§ **Work request**
Hand back each record exactly as you find it.

------------------------------------

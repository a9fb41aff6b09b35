#[cfg(feature = "esp32-log")]
use esp_println::println;
use heapless::Vec;

use crate::StripDriver;
use crate::brightness::BrightnessController;
use crate::config::{StripConfig, StripOptions};
use crate::error::StripError;
use crate::filter::{FilterProcessor, IndexMapping};
use crate::frame::EncodedFrame;
use crate::notify::{Notifier, ObserverRef};

/// Lifecycle of a strip controller
#[derive(Debug, Clone, Copy, PartialEq, Eq)]
pub enum LifecycleState {
    Uninitialized,
    Initialized,
}

/// Everything that only exists between `init` and `reset`
struct ActiveStrip<const MAX_LEDS: usize> {
    config: StripConfig,
    frame: EncodedFrame<MAX_LEDS>,
    filters: FilterProcessor,
    brightness: BrightnessController,
    /// Remap snapshot, reused every frame
    scratch: Vec<u32, MAX_LEDS>,
}

/// Strip controller - the pipeline orchestrator
///
/// Owns the configuration, the index mapping and the encoded frame, and
/// drives one strip through the driver `D`.
///
/// MAX_LEDS is the largest strip `init` accepts, MAX_OBSERVERS the number
/// of render observers that can be registered.
///
/// The controller does no locking of its own. Wrap it in a
/// [`SharedStrip`](crate::SharedStrip) to use it from several contexts.
pub struct Strip<'a, D: StripDriver, const MAX_LEDS: usize, const MAX_OBSERVERS: usize = 4> {
    // External dependencies
    driver: D,
    notifier: Notifier<'a, MAX_OBSERVERS>,

    // Survives reset
    mapping: Option<IndexMapping<MAX_LEDS>>,

    // Internal state
    active: Option<ActiveStrip<MAX_LEDS>>,
}

impl<'a, D: StripDriver, const MAX_LEDS: usize, const MAX_OBSERVERS: usize>
    Strip<'a, D, MAX_LEDS, MAX_OBSERVERS>
{
    /// Create an uninitialized strip controller
    pub const fn new(driver: D) -> Self {
        Self {
            driver,
            notifier: Notifier::new(),
            mapping: None,
            active: None,
        }
    }

    /// Initialize the strip
    ///
    /// Allocates a fresh frame for `num_leds` LEDs, discarding any previous
    /// one, and forwards the configuration and initial brightness to the
    /// driver.
    pub fn init(&mut self, num_leds: usize, options: &StripOptions) -> Result<(), StripError> {
        let config = StripConfig::resolve(options)?;
        let frame = EncodedFrame::new(num_leds)?;
        let brightness = BrightnessController::new(&config);

        self.driver.configure(num_leds, &config);
        self.driver.set_brightness(brightness.level());

        #[cfg(feature = "esp32-log")]
        println!(
            "[Strip.init] {} LEDs, strip type {}, gamma {}, rgbw {}",
            num_leds, config.strip_type, config.gamma_correction, config.rgb_to_rgbw
        );

        self.active = Some(ActiveStrip {
            config,
            frame,
            filters: FilterProcessor::new(&config),
            brightness,
            scratch: Vec::new(),
        });
        Ok(())
    }

    /// Stop the strip and release the frame
    ///
    /// Does nothing if the strip is not initialized. The index mapping and
    /// observers are kept.
    pub fn reset(&mut self) {
        if self.active.take().is_some() {
            self.driver.shutdown();
            #[cfg(feature = "esp32-log")]
            println!("[Strip.reset] strip released");
        }
    }

    /// Register an index mapping used by every following render
    ///
    /// The mapping may be set at any time; it is checked against the pixel
    /// count on each render.
    pub fn set_index_mapping(&mut self, mapping: &[usize]) -> Result<(), StripError> {
        self.mapping = Some(IndexMapping::new(mapping)?);
        Ok(())
    }

    /// Remove the index mapping
    pub fn clear_index_mapping(&mut self) {
        self.mapping = None;
    }

    /// Register a render observer
    ///
    /// Returns the observer if no slot is left
    pub fn subscribe(&mut self, observer: ObserverRef<'a>) -> Result<(), ObserverRef<'a>> {
        self.notifier.subscribe(observer)
    }

    /// Drop every registered observer
    pub fn unsubscribe_all(&mut self) {
        self.notifier.clear();
    }

    /// Render one frame
    ///
    /// Transforms the pixels in place (remap, RGBW, gamma), encodes and
    /// transmits them, and hands the same slice back. Callers that need the
    /// original colors afterwards must copy them first.
    pub fn render<'p>(&mut self, pixels: &'p mut [u32]) -> Result<&'p mut [u32], StripError> {
        let Some(active) = self.active.as_mut() else {
            #[cfg(feature = "esp32-log")]
            println!("[Strip.render] rejected, strip is not initialized");
            return Err(StripError::NotInitialized);
        };
        active.frame.check_len(pixels.len())?;
        if let Some(mapping) = &self.mapping {
            mapping.validate(pixels.len())?;
        }

        self.notifier.before(pixels);

        if let Some(mapping) = &self.mapping {
            mapping.remap_with(pixels, &mut active.scratch)?;
        }
        active.filters.apply(pixels);

        active.frame.encode(pixels)?;
        self.driver.transmit(active.frame.as_bytes());

        self.notifier.after(pixels);
        Ok(pixels)
    }

    /// Set the global brightness
    ///
    /// With `auto_render` the current frame is sent again so the change is
    /// visible at once; otherwise it shows with the next render.
    pub fn set_brightness(&mut self, brightness: u8, auto_render: bool) -> Result<(), StripError> {
        let Some(active) = self.active.as_mut() else {
            #[cfg(feature = "esp32-log")]
            println!("[Strip.set_brightness] rejected, strip is not initialized");
            return Err(StripError::NotInitialized);
        };
        let level = active.brightness.set(brightness);
        self.driver.set_brightness(level);
        if auto_render {
            self.driver.transmit(active.frame.as_bytes());
        }
        Ok(())
    }

    /// Current lifecycle state
    pub const fn state(&self) -> LifecycleState {
        if self.active.is_some() {
            LifecycleState::Initialized
        } else {
            LifecycleState::Uninitialized
        }
    }

    /// Configured LED count
    pub fn num_leds(&self) -> Option<usize> {
        self.active.as_ref().map(|active| active.frame.num_leds())
    }

    /// Active configuration
    pub fn config(&self) -> Option<&StripConfig> {
        self.active.as_ref().map(|active| &active.config)
    }

    /// Last requested brightness, before gamma correction
    pub fn brightness(&self) -> Option<u8> {
        self.active.as_ref().map(|active| active.brightness.requested())
    }

    /// Registered index mapping
    pub fn index_mapping(&self) -> Option<&IndexMapping<MAX_LEDS>> {
        self.mapping.as_ref()
    }

    /// Get a reference to the driver
    pub fn driver(&self) -> &D {
        &self.driver
    }

    /// Get a mutable reference to the driver
    pub fn driver_mut(&mut self) -> &mut D {
        &mut self.driver
    }
}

------------------------------------

§ **Response to the exercise**
repository a9fb41aff6b09b35
#[cfg(feature = "esp32-log")]
use esp_println::println;
use heapless::Vec;

use crate::StripDriver;
use crate::brightness::BrightnessController;
use crate::config::{StripConfig, StripOptions};
use crate::error::StripError;
use crate::filter::{FilterProcessor, IndexMapping};
use crate::frame::EncodedFrame;
use crate::notify::{Notifier, ObserverRef};

/// Lifecycle of a strip controller
#[derive(Debug, Clone, Copy, PartialEq, Eq)]
pub enum LifecycleState {
    Uninitialized,
    Initialized,
}

/// Everything that only exists between `init` and `reset`
struct ActiveStrip<const MAX_LEDS: usize> {
    config: StripConfig,
    frame: EncodedFrame<MAX_LEDS>,
    filters: FilterProcessor,
    brightness: BrightnessController,
    /// Remap snapshot, reused every frame
    scratch: Vec<u32, MAX_LEDS>,
}

/// Strip controller - the pipeline orchestrator
///
/// Owns the configuration, the index mapping and the encoded frame, and
/// drives one strip through the driver `D`.
///
/// MAX_LEDS is the largest strip `init` accepts, MAX_OBSERVERS the number
/// of render observers that can be registered.
///
/// The controller does no locking of its own. Wrap it in a
/// [`SharedStrip`](crate::SharedStrip) to use it from several contexts.
pub struct Strip<'a, D: StripDriver, const MAX_LEDS: usize, const MAX_OBSERVERS: usize = 4> {
    // External dependencies
    driver: D,
    notifier: Notifier<'a, MAX_OBSERVERS>,

    // Survives reset
    mapping: Option<IndexMapping<MAX_LEDS>>,

    // Internal state
    active: Option<ActiveStrip<MAX_LEDS>>,
}

impl<'a, D: StripDriver, const MAX_LEDS: usize, const MAX_OBSERVERS: usize>
    Strip<'a, D, MAX_LEDS, MAX_OBSERVERS>
{
    /// Create an uninitialized strip controller
    pub const fn new(driver: D) -> Self {
        Self {
            driver,
            notifier: Notifier::new(),
            mapping: None,
            active: None,
        }
    }

    /// Initialize the strip
    ///
    /// Allocates a fresh frame for `num_leds` LEDs, discarding any previous
    /// one, and forwards the configuration and initial brightness to the
    /// driver.
    pub fn init(&mut self, num_leds: usize, options: &StripOptions) -> Result<(), StripError> {
        let config = StripConfig::resolve(options)?;
        let frame = EncodedFrame::new(num_leds)?;
        let brightness = BrightnessController::new(&config);

        self.driver.configure(num_leds, &config);
        self.driver.set_brightness(brightness.level());

        #[cfg(feature = "esp32-log")]
        println!(
            "[Strip.init] {} LEDs, strip type {}, gamma {}, rgbw {}",
            num_leds, config.strip_type, config.gamma_correction, config.rgb_to_rgbw
        );

        self.active = Some(ActiveStrip {
            config,
            frame,
            filters: FilterProcessor::new(&config),
            brightness,
            scratch: Vec::new(),
        });
        Ok(())
    }

    /// Stop the strip and release the frame
    ///
    /// Does nothing if the strip is not initialized. The index mapping and
    /// observers are kept.
    pub fn reset(&mut self) {
        if self.active.take().is_some() {
            self.driver.shutdown();
            #[cfg(feature = "esp32-log")]
            println!("[Strip.reset] strip released");
        }
    }

    /// Register an index mapping used by every following render
    ///
    /// The mapping may be set at any time; it is checked against the pixel
    /// count on each render.
    pub fn set_index_mapping(&mut self, mapping: &[usize]) -> Result<(), StripError> {
        self.mapping = Some(IndexMapping::new(mapping)?);
        Ok(())
    }

    /// Remove the index mapping
    pub fn clear_index_mapping(&mut self) {
        self.mapping = None;
    }

    /// Register a render observer
    ///
    /// Returns the observer if no slot is left
    pub fn subscribe(&mut self, observer: ObserverRef<'a>) -> Result<(), ObserverRef<'a>> {
        self.notifier.subscribe(observer)
    }

    /// Drop every registered observer
    pub fn unsubscribe_all(&mut self) {
        self.notifier.clear();
    }

    /// Render one frame
    ///
    /// Transforms the pixels in place (remap, RGBW, gamma), encodes and
    /// transmits them, and hands the same slice back. Callers that need the
    /// original colors afterwards must copy them first.
    pub fn render<'p>(&mut self, pixels: &'p mut [u32]) -> Result<&'p mut [u32], StripError> {
        let Some(active) = self.active.as_mut() else {
            #[cfg(feature = "esp32-log")]
            println!("[Strip.render] rejected, strip is not initialized");
            return Err(StripError::NotInitialized);
        };
        active.frame.check_len(pixels.len())?;
        if let Some(mapping) = &self.mapping {
            mapping.validate(pixels.len())?;
        }

        self.notifier.before(pixels);

        if let Some(mapping) = &self.mapping {
            mapping.remap_with(pixels, &mut active.scratch)?;
        }
        active.filters.apply(pixels);

        active.frame.encode(pixels)?;
        self.driver.transmit(active.frame.as_bytes());

        self.notifier.after(pixels);
        Ok(pixels)
    }

    /// Set the global brightness
    ///
    /// With `auto_render` the current frame is sent again so the change is
    /// visible at once; otherwise it shows with the next render.
    pub fn set_brightness(&mut self, brightness: u8, auto_render: bool) -> Result<(), StripError> {
        let Some(active) = self.active.as_mut() else {
            #[cfg(feature = "esp32-log")]
            println!("[Strip.set_brightness] rejected, strip is not initialized");
            return Err(StripError::NotInitialized);
        };
        let level = active.brightness.set(brightness);
        self.driver.set_brightness(level);
        if auto_render {
            self.driver.transmit(active.frame.as_bytes());
        }
        Ok(())
    }

    /// Current lifecycle state
    pub const fn state(&self) -> LifecycleState {
        if self.active.is_some() {
            LifecycleState::Initialized
        } else {
            LifecycleState::Uninitialized
        }
    }

    /// Configured LED count
    pub fn num_leds(&self) -> Option<usize> {
        self.active.as_ref().map(|active| active.frame.num_leds())
    }

    /// Active configuration
    pub fn config(&self) -> Option<&StripConfig> {
        self.active.as_ref().map(|active| &active.config)
    }

    /// Last requested brightness, before gamma correction
    pub fn brightness(&self) -> Option<u8> {
        self.active.as_ref().map(|active| active.brightness.requested())
    }

    /// Registered index mapping
    pub fn index_mapping(&self) -> Option<&IndexMapping<MAX_LEDS>> {
        self.mapping.as_ref()
    }

    /// Get a reference to the driver
    pub fn driver(&self) -> &D {
        &self.driver
    }

    /// Get a mutable reference to the driver
    pub fn driver_mut(&mut self) -> &mut D {
        &mut self.driver
    }
}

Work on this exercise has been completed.